Oleh Titik Kartitiani
Nationalgeographic.co.id—Jawa Timur menjadi magnet para naturalis, mulai Thomas Stamford Raffless yang menjelajah kawasan Tengger, hingga catatan Franz Wilhelm Junghuhn.
Junghuhn mendaki Semeru pada September 1838 dan tidak sampai puncak. Sebulan kemudian, tepatnya pada Oktober 1838. G.F Clignett tercatat sebagai orang Eropa pertama yang mencapai puncak Semeru. Sejak Clignet mencapai atap Jawa, kisah pendakian Semeru pun berlanjut.
Beberapa pendakian menjadi pendakian yang legendaris. Misalnya, pendakian Soe Hok Gie yang kemudian mengantarkannya “tinggal abadi”sebab meninggal di Puncak Semeru seperti impiannya, 16 Desember 1969.
Ia mengembuskan napas terakhir di puncak Semeru bersama rekannya Idham Lubis. Kisah Soe inilah yang memotivasi saya untuk mendaki Semeru pada tahun 1999.
Saya masih ingat, getar yang saya rasakan ketika membaca prasasti yang menuliskan nama Soe di atas Kalimati, di tempat terjal dengan pasir yang mudah sekali longsor. Pada keremangan pagi, saya seperti mengunjungi kehidupan Soe yang lebih riil. Sebelumnya hanya membaca catatan hariannya di buku Catatan Seorang Demonstran pada masa ketika buku itu masih disebarkan diam-diam.
Setiap pendaki Semeru memiliki preteks masing-masing. Hingga kini, pendakian Semeru sudah tak lagi “menyeramkan”. Fasilitas semua tersedia. Ranupani, sebagai desa terakhir sekaligus pos pendakian ketika akan mendaki Semeru sudah banyak vila yang bisa disewa mulai harga Rp200.000 hingga Rp300.000 per malam.

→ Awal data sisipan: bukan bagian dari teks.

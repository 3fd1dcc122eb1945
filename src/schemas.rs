use serde::{Deserialize, Serialize};

pub type UserId = String;

#[derive(Clone, Debug, PartialEq, Deserialize, Serialize)]
#[serde(rename_all = "camelCase")]
pub struct ExpenseEvent {
    pub user_id: UserId,
    pub user_name: String,
    pub amount: f64,
}

/// Net position of one member: positive when the group owes them money.
#[derive(Clone, Debug, PartialEq, Deserialize, Serialize)]
#[serde(rename_all = "camelCase")]
pub struct UserBalance {
    pub user_id: UserId,
    pub name: String,
    pub balance: f64,
}

/// A directed transfer, `from` (a debtor) pays `amount` to `to` (a creditor).
#[derive(Clone, Debug, PartialEq, Deserialize, Serialize)]
#[serde(rename_all = "camelCase")]
pub struct Settlement {
    pub from: UserId,
    pub to: UserId,
    pub amount: f64,
    pub from_name: String,
    pub to_name: String,
}

#[derive(Clone, Debug, PartialEq, Deserialize, Serialize)]
#[serde(rename_all = "camelCase")]
pub struct SettlementMetrics {
    pub total_transactions: usize,
    pub total_amount: f64,
    pub max_possible_transactions: u128,
    pub efficiency: f64,
}

#[derive(Clone, Debug, PartialEq, Deserialize, Serialize)]
#[serde(rename_all = "camelCase")]
pub struct FairSplit {
    pub balances: Vec<UserBalance>,
    pub settlements: Vec<Settlement>,
    pub metrics: SettlementMetrics,
}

Sementara dulu, kami menginap di Pondok Pendaki, shelter milik Kehutanan yang memang disediakan untuk pendaki. Shelter ini tidak berbayar dan kami bisa berbagi api unggun dan secangkir kopi dengan pendaki lain tanpa perlu tahu namanya. Semua mendadak menjadi saudara.
“Kuota kami batasi 600 pendaki per hari. Kuota ini selalu penuh pada saat weekend sebelum pandemi,” kata Novita Kusuma Wardhani, Plt Kepala Balai Besar Taman Nasional Bromo Tengger Semeru. Sementara, kunjungan ke Bromo dengan kuota 1.634 orang/hari.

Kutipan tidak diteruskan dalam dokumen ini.